[Stored data entries]
#![cfg_attr(feature = "fail-on-warnings", deny(warnings))]
#![warn(clippy::all, clippy::pedantic, clippy::nursery, clippy::cargo)]
#![allow(clippy::multiple_crate_versions, clippy::cargo_common_metadata)]

//! Shared types for the GeoNames country toolchain.
//!
//! This crate contains only data types, configuration structs, and simple
//! parsing helpers. It has no heavyweight dependencies (no HTTP, no
//! Tantivy, no async runtime).

pub mod country;
pub mod place;
pub mod progress;

use std::path::PathBuf;

use serde::{Deserialize, Serialize};

/// Base URL of the GeoNames dump service.
pub const DEFAULT_BASE_URL: &str = "http://download.geonames.org/export/dump";

/// Where users are told to fetch the reference table from when it is
/// missing locally.
pub const COUNTRY_INFO_URL: &str = "http://download.geonames.org/export/dump/countryInfo.txt";

/// Value of the `display_type` field on every emitted document.
pub const DISPLAY_TYPE: &str = "geonames";

/// Role granted when the access store has nothing for a record.
pub const GUEST_ROLE: &str = "guest";

/// Top-level configuration file layout (`geonames.toml`).
///
/// Every section and field is optional; missing values fall back to the
/// defaults documented on each section.
#[derive(Debug, Clone, Default, Serialize, Deserialize)]
#[serde(default)]
pub struct GeonamesConfig {
    /// Fetch-and-extract settings.
    pub download: DownloadConfig,
    /// Country harvest settings.
    pub harvest: HarvestConfig,
    /// Index settings.
    pub index: IndexConfig,
}

/// Settings for the fetch-and-extract loop.
#[derive(Debug, Clone, Serialize, Deserialize)]
#[serde(default)]
pub struct DownloadConfig {
    /// Base URL; archives are fetched from `<base_url>/<ISO>.zip`.
    pub base_url: String,
    /// Local copy of `countryInfo.txt`.
    pub reference_file: PathBuf,
    /// Directory holding one `<ISO>.zip` per country.
    pub download_dir: PathBuf,
    /// Directory all archives are extracted into.
    pub unzip_dir: PathBuf,
    /// Empty both directories before fetching.
    pub reset: bool,
    /// Per-request timeout in seconds.
    pub timeout_secs: u64,
}

impl Default for DownloadConfig {
    fn default() -> Self {
        Self {
            base_url: DEFAULT_BASE_URL.to_string(),
            reference_file: PathBuf::from("countryInfo.txt"),
            download_dir: PathBuf::from("countryZip"),
            unzip_dir: PathBuf::from("unzipFolder"),
            reset: false,
            timeout_secs: 300,
        }
    }
}

/// Settings for building stored country objects.
#[derive(Debug, Clone, Serialize, Deserialize)]
#[serde(default)]
pub struct HarvestConfig {
    /// Local copy of `countryInfo.txt`, including its `#ISO` header line.
    pub country_info: PathBuf,
    /// Folder holding the extracted `<ISO>.txt` gazetteer files.
    pub country_folder: PathBuf,
    /// Root of the object storage.
    pub storage_dir: PathBuf,
}

impl Default for HarvestConfig {
    fn default() -> Self {
        Self {
            country_info: PathBuf::from("countryInfo.txt"),
            country_folder: PathBuf::from("unzipFolder"),
            storage_dir: PathBuf::from("storage"),
        }
    }
}

/// Settings for the record transform and the Tantivy index.
#[derive(Debug, Clone, Serialize, Deserialize)]
#[serde(default)]
pub struct IndexConfig {
    /// Directory where the Tantivy index is stored.
    pub index_dir: PathBuf,
    /// Memory budget for the Tantivy `IndexWriter` in bytes.
    pub writer_heap_bytes: usize,
    /// Payload id treated as the object-level metadata payload. When unset
    /// the object's `<ISO>.json` payload is used.
    pub meta_pid: Option<String>,
    /// Copied into `repository_name`.
    pub repository_name: String,
    /// Copied into `repository_type`.
    pub repository_type: String,
    /// Copied into `harvest_config` when set.
    pub harvest_config: Option<String>,
    /// Copied into `harvest_rules` when set.
    pub harvest_rules: Option<String>,
}

impl Default for IndexConfig {
    fn default() -> Self {
        Self {
            index_dir: PathBuf::from("geonames_index"),
            writer_heap_bytes: 64 * 1024 * 1024,
            meta_pid: None,
            repository_name: "GeoNames".to_string(),
            repository_type: "Gazetteer".to_string(),
            harvest_config: None,
            harvest_rules: None,
        }
    }
}

/// Counters reported by the fetch-and-extract loop.
#[derive(Debug, Clone, Default, PartialEq, Eq, Serialize, Deserialize)]
pub struct FetchStats {
    /// Country rows read from the reference table.
    pub countries: u64,
    /// Archives downloaded during this run.
    pub downloaded: u64,
    /// Codes skipped because the archive was already present.
    pub skipped: u64,
    /// Archive entries written to the extraction folder.
    pub extracted_entries: u64,
    /// Downloads that could not be opened as ZIP archives.
    pub invalid_archives: u64,
    /// Downloads that failed before completing.
    pub failed_downloads: u64,
}

/// Counters reported by one run of the record transform.
#[derive(Debug, Clone, Copy, Default, PartialEq, Eq, Serialize, Deserialize)]
pub struct IndexSummary {
    /// Documents handed to the sink.
    pub documents: u64,
    /// Area documents among them.
    pub areas: u64,
    /// Gazetteer rows folded into the country document.
    pub merged_rows: u64,
    /// Gazetteer rows rejected by the column schema.
    pub skipped_rows: u64,
}

impl IndexSummary {
    /// Adds another summary's counters onto this one.
    pub const fn absorb(&mut self, other: Self) {
        self.documents += other.documents;
        self.areas += other.areas;
        self.merged_rows += other.merged_rows;
        self.skipped_rows += other.skipped_rows;
    }
}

REQUIRED WORK: Nothing but an exact copy of the records belongs in the answer.

TASK SOLUTION:
#![cfg_attr(feature = "fail-on-warnings", deny(warnings))]
#![warn(clippy::all, clippy::pedantic, clippy::nursery, clippy::cargo)]
#![allow(clippy::multiple_crate_versions, clippy::cargo_common_metadata)]

//! Shared types for the GeoNames country toolchain.
//!
//! This crate contains only data types, configuration structs, and simple
//! parsing helpers. It has no heavyweight dependencies (no HTTP, no
//! Tantivy, no async runtime).

pub mod country;
pub mod place;
pub mod progress;

use std::path::PathBuf;

use serde::{Deserialize, Serialize};

/// Base URL of the GeoNames dump service.
pub const DEFAULT_BASE_URL: &str = "http://download.geonames.org/export/dump";

/// Where users are told to fetch the reference table from when it is
/// missing locally.
pub const COUNTRY_INFO_URL: &str = "http://download.geonames.org/export/dump/countryInfo.txt";

/// Value of the `display_type` field on every emitted document.
pub const DISPLAY_TYPE: &str = "geonames";

/// Role granted when the access store has nothing for a record.
pub const GUEST_ROLE: &str = "guest";

/// Top-level configuration file layout (`geonames.toml`).
///
/// Every section and field is optional; missing values fall back to the
/// defaults documented on each section.
#[derive(Debug, Clone, Default, Serialize, Deserialize)]
#[serde(default)]
pub struct GeonamesConfig {
    /// Fetch-and-extract settings.
    pub download: DownloadConfig,
    /// Country harvest settings.
    pub harvest: HarvestConfig,
    /// Index settings.
    pub index: IndexConfig,
}

/// Settings for the fetch-and-extract loop.
#[derive(Debug, Clone, Serialize, Deserialize)]
#[serde(default)]
pub struct DownloadConfig {
    /// Base URL; archives are fetched from `<base_url>/<ISO>.zip`.
    pub base_url: String,
    /// Local copy of `countryInfo.txt`.
    pub reference_file: PathBuf,
    /// Directory holding one `<ISO>.zip` per country.
    pub download_dir: PathBuf,
    /// Directory all archives are extracted into.
    pub unzip_dir: PathBuf,
    /// Empty both directories before fetching.
    pub reset: bool,
    /// Per-request timeout in seconds.
    pub timeout_secs: u64,
}

impl Default for DownloadConfig {
    fn default() -> Self {
        Self {
            base_url: DEFAULT_BASE_URL.to_string(),
            reference_file: PathBuf::from("countryInfo.txt"),
            download_dir: PathBuf::from("countryZip"),
            unzip_dir: PathBuf::from("unzipFolder"),
            reset: false,
            timeout_secs: 300,
        }
    }
}

/// Settings for building stored country objects.
#[derive(Debug, Clone, Serialize, Deserialize)]
#[serde(default)]
pub struct HarvestConfig {
    /// Local copy of `countryInfo.txt`, including its `#ISO` header line.
    pub country_info: PathBuf,
    /// Folder holding the extracted `<ISO>.txt` gazetteer files.
    pub country_folder: PathBuf,
    /// Root of the object storage.
    pub storage_dir: PathBuf,
}

impl Default for HarvestConfig {
    fn default() -> Self {
        Self {
            country_info: PathBuf::from("countryInfo.txt"),
            country_folder: PathBuf::from("unzipFolder"),
            storage_dir: PathBuf::from("storage"),
        }
    }
}

/// Settings for the record transform and the Tantivy index.
#[derive(Debug, Clone, Serialize, Deserialize)]
#[serde(default)]
pub struct IndexConfig {
    /// Directory where the Tantivy index is stored.
    pub index_dir: PathBuf,
    /// Memory budget for the Tantivy `IndexWriter` in bytes.
    pub writer_heap_bytes: usize,
    /// Payload id treated as the object-level metadata payload. When unset
    /// the object's `<ISO>.json` payload is used.
    pub meta_pid: Option<String>,
    /// Copied into `repository_name`.
    pub repository_name: String,
    /// Copied into `repository_type`.
    pub repository_type: String,
    /// Copied into `harvest_config` when set.
    pub harvest_config: Option<String>,
    /// Copied into `harvest_rules` when set.
    pub harvest_rules: Option<String>,
}

impl Default for IndexConfig {
    fn default() -> Self {
        Self {
            index_dir: PathBuf::from("geonames_index"),
            writer_heap_bytes: 64 * 1024 * 1024,
            meta_pid: None,
            repository_name: "GeoNames".to_string(),
            repository_type: "Gazetteer".to_string(),
            harvest_config: None,
            harvest_rules: None,
        }
    }
}

/// Counters reported by the fetch-and-extract loop.
#[derive(Debug, Clone, Default, PartialEq, Eq, Serialize, Deserialize)]
pub struct FetchStats {
    /// Country rows read from the reference table.
    pub countries: u64,
    /// Archives downloaded during this run.
    pub downloaded: u64,
    /// Codes skipped because the archive was already present.
    pub skipped: u64,
    /// Archive entries written to the extraction folder.
    pub extracted_entries: u64,
    /// Downloads that could not be opened as ZIP archives.
    pub invalid_archives: u64,
    /// Downloads that failed before completing.
    pub failed_downloads: u64,
}

/// Counters reported by one run of the record transform.
#[derive(Debug, Clone, Copy, Default, PartialEq, Eq, Serialize, Deserialize)]
pub struct IndexSummary {
    /// Documents handed to the sink.
    pub documents: u64,
    /// Area documents among them.
    pub areas: u64,
    /// Gazetteer rows folded into the country document.
    pub merged_rows: u64,
    /// Gazetteer rows rejected by the column schema.
    pub skipped_rows: u64,
}

impl IndexSummary {
    /// Adds another summary's counters onto this one.
    pub const fn absorb(&mut self, other: Self) {
        self.documents += other.documents;
        self.areas += other.areas;
        self.merged_rows += other.merged_rows;
        self.skipped_rows += other.skipped_rows;
    }
}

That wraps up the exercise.